**ASSIGNMENT:** For each line of the data below, copy it if it holds the word "json".

**RECORDS PROVIDED:**
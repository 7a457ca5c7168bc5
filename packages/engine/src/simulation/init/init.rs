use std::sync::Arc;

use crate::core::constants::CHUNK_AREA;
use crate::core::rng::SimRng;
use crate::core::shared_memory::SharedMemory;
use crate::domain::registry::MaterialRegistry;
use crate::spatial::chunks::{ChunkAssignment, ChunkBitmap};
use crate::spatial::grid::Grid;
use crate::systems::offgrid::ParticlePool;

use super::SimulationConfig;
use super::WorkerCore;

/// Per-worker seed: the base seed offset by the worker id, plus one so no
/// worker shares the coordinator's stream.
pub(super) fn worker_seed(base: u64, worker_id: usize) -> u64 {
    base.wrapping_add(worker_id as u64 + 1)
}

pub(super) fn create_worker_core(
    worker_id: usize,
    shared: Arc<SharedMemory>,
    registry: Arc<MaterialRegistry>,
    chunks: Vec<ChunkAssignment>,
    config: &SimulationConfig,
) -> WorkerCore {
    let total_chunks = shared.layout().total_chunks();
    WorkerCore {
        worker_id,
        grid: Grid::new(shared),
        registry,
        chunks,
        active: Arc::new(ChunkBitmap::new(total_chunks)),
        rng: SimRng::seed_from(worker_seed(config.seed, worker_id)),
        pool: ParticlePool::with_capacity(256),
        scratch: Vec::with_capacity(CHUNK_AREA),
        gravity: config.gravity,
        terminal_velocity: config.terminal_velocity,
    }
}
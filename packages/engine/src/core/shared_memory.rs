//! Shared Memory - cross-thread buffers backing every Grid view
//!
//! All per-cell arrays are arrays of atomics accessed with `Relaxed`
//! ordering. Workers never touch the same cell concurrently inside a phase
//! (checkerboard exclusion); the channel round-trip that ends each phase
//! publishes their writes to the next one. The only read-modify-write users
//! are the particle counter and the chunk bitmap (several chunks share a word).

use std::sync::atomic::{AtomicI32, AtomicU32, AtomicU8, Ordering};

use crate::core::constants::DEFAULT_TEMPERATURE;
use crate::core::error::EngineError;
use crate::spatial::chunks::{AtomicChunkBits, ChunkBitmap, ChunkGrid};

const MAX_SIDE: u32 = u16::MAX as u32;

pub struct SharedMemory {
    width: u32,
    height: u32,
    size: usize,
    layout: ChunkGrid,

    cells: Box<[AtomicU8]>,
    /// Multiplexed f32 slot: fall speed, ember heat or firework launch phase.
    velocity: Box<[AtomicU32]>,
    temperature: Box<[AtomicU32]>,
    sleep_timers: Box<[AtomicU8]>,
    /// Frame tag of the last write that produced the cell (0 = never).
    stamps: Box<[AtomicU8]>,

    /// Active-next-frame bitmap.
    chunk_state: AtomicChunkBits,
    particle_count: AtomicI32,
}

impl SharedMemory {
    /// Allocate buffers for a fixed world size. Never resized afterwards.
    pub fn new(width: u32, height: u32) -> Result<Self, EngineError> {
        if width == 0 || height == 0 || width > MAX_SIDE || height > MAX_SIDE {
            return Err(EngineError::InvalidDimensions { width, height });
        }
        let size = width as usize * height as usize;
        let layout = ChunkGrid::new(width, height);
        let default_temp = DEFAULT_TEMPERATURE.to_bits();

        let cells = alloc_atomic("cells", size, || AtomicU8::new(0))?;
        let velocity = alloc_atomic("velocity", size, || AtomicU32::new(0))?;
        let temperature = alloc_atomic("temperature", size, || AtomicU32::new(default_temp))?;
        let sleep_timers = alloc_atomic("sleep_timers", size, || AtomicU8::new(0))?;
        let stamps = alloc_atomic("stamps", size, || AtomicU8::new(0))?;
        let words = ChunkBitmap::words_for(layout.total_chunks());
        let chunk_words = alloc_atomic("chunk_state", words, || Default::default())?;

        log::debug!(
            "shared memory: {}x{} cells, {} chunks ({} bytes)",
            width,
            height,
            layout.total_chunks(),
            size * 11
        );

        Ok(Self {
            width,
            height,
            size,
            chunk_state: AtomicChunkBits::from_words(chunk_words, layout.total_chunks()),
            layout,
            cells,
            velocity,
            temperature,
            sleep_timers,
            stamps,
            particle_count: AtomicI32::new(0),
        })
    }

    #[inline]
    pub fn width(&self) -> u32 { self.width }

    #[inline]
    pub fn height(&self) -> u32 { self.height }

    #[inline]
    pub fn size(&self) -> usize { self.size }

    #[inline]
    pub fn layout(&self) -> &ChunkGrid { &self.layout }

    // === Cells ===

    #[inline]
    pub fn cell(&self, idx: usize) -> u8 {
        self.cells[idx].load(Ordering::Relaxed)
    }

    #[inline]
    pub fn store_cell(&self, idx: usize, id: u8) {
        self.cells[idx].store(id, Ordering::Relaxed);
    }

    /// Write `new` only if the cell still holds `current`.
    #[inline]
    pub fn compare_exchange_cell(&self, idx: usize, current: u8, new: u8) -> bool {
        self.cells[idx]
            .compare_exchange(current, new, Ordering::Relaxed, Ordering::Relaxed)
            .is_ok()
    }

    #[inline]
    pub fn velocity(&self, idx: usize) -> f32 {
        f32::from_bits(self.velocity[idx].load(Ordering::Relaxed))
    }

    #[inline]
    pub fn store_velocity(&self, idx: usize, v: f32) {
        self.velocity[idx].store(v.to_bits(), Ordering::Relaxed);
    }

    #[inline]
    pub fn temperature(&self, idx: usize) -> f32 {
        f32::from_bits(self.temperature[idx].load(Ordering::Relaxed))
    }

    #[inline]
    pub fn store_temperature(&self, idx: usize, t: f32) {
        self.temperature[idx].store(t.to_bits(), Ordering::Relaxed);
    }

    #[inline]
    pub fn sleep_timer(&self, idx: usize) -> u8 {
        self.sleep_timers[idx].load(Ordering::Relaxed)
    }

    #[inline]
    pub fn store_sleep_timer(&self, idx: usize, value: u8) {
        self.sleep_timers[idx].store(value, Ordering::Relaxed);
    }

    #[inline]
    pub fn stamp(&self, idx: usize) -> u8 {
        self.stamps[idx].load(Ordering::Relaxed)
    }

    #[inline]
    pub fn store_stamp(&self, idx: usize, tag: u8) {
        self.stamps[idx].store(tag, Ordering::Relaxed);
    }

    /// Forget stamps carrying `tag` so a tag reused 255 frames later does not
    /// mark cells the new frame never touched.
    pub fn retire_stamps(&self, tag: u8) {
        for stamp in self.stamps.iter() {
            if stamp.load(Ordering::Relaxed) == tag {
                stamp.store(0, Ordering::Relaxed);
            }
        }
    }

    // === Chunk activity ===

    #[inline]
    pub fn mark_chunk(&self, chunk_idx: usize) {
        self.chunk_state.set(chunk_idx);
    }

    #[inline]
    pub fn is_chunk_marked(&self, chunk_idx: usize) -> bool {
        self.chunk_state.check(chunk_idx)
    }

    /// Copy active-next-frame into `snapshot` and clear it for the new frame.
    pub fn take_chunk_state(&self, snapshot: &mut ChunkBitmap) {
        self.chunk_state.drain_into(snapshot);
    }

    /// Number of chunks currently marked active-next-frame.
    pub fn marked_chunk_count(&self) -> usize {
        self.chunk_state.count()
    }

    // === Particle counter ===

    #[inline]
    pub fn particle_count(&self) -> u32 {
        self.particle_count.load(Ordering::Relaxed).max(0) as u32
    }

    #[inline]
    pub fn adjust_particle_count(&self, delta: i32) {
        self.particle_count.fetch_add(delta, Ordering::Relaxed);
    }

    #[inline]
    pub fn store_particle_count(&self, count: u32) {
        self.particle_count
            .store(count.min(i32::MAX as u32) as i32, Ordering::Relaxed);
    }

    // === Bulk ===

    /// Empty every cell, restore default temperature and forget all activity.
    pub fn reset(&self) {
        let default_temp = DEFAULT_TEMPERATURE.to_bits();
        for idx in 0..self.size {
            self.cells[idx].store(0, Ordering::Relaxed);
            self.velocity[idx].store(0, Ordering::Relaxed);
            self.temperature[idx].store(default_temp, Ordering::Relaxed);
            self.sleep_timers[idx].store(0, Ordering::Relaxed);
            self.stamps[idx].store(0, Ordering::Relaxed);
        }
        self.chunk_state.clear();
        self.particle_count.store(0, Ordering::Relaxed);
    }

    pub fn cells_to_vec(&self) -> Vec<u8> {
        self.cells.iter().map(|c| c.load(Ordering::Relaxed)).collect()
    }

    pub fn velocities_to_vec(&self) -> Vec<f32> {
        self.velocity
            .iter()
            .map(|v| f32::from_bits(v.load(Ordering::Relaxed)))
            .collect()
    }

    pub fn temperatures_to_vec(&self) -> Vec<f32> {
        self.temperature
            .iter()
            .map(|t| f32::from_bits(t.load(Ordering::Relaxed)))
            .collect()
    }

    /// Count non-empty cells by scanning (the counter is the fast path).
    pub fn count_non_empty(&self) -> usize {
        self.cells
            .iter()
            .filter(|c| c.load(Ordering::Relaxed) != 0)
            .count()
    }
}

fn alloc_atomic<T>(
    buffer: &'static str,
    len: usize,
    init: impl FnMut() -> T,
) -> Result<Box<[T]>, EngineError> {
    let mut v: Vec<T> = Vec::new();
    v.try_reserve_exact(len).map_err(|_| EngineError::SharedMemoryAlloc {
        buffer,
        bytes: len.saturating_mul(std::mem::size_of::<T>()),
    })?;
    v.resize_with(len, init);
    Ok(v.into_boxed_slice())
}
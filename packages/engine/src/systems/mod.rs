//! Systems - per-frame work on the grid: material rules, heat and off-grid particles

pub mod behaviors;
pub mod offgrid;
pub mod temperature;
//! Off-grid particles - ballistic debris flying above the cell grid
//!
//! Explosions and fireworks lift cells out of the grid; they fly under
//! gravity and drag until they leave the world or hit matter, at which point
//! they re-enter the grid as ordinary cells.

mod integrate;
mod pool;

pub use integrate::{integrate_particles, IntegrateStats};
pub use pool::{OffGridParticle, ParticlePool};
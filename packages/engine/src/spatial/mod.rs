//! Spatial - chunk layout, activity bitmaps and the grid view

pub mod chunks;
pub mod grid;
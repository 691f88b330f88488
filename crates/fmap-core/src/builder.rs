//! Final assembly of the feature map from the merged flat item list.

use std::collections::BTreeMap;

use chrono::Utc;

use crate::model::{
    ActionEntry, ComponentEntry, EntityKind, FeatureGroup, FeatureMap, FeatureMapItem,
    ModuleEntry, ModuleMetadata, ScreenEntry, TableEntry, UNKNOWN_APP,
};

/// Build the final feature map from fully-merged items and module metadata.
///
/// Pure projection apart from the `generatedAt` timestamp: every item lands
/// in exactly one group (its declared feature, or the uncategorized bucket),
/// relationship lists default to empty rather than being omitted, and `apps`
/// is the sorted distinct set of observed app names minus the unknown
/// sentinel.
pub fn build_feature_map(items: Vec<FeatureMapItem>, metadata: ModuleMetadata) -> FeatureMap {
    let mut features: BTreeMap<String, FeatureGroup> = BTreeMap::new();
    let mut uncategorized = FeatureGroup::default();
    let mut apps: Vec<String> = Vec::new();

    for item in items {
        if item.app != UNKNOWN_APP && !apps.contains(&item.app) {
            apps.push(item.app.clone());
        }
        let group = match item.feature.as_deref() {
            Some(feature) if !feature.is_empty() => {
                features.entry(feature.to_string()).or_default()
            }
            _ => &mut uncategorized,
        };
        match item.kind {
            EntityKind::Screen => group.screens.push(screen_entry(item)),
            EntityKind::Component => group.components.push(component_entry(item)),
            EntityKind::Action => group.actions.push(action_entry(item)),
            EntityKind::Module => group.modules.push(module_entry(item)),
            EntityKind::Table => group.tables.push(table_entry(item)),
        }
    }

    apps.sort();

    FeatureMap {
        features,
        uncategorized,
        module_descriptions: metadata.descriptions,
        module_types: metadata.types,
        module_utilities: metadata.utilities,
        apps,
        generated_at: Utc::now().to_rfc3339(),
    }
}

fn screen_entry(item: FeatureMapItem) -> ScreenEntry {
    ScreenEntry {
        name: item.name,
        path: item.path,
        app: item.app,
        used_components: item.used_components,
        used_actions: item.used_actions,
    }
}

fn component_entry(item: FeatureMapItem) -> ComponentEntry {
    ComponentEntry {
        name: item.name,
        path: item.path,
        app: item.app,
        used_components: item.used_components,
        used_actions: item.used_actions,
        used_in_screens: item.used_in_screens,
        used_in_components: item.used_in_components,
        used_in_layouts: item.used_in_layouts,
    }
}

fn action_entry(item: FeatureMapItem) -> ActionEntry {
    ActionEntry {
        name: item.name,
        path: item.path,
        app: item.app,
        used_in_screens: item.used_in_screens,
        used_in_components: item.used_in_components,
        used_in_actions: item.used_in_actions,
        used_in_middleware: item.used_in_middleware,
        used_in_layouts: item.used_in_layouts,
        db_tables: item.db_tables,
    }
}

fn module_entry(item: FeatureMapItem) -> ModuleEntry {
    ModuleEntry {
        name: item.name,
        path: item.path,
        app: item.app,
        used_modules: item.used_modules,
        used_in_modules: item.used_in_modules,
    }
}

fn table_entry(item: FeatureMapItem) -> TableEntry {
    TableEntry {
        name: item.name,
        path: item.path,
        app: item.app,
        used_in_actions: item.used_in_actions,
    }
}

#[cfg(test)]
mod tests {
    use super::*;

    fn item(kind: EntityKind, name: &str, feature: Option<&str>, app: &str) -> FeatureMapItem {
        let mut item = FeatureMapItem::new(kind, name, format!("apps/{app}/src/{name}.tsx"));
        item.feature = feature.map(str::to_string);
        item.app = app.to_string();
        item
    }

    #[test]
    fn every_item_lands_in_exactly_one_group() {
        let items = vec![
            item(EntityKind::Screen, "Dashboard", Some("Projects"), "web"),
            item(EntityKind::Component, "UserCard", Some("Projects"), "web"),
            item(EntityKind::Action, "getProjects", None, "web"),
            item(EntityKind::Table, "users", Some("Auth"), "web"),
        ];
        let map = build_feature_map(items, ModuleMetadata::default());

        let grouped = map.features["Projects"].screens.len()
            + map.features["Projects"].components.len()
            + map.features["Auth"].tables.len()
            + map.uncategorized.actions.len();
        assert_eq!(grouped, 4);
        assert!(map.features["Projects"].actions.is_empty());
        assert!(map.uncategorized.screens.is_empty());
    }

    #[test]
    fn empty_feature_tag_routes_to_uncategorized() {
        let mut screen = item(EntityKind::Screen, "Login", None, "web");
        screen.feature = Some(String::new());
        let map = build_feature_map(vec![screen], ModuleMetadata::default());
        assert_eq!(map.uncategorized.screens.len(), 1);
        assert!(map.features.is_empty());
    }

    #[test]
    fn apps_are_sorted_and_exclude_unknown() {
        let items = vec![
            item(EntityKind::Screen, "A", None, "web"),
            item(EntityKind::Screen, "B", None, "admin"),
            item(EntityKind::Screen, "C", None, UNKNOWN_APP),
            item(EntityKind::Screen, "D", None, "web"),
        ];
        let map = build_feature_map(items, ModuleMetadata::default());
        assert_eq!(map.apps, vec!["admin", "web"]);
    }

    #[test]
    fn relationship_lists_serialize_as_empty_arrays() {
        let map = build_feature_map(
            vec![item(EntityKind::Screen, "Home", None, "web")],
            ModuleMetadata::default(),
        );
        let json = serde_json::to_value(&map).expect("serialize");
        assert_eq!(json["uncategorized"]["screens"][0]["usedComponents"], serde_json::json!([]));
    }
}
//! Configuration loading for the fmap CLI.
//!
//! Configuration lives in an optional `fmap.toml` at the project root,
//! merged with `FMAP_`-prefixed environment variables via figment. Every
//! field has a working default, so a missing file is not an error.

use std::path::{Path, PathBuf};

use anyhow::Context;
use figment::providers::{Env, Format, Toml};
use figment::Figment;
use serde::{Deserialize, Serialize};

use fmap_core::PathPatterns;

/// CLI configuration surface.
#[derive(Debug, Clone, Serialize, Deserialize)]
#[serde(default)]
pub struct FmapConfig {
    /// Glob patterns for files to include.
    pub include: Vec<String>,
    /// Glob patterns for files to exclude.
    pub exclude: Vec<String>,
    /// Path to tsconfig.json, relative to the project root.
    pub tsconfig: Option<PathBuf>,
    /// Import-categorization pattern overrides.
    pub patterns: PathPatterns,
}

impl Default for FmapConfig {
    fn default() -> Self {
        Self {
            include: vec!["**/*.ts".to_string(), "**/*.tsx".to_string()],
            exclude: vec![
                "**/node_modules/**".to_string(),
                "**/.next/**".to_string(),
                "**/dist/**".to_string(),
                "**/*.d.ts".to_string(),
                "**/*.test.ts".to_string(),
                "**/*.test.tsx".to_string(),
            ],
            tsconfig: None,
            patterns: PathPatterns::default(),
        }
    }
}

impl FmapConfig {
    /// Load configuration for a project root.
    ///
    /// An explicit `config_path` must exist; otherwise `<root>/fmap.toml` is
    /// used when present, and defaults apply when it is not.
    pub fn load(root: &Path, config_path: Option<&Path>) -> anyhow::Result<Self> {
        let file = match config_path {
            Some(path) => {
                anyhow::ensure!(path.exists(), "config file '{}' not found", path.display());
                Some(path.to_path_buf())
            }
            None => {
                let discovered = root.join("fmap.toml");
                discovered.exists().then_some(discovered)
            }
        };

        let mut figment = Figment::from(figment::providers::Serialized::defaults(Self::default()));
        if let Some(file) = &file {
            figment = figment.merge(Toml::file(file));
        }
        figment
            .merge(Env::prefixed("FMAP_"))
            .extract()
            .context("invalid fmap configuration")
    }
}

**THE ANSWER:**
        let json = serde_json::to_value(&map).expect("serialize");
        assert_eq!(json["uncategorized"]["screens"][0]["usedComponents"], serde_json::json!([]));
    /// Path to tsconfig.json, relative to the project root.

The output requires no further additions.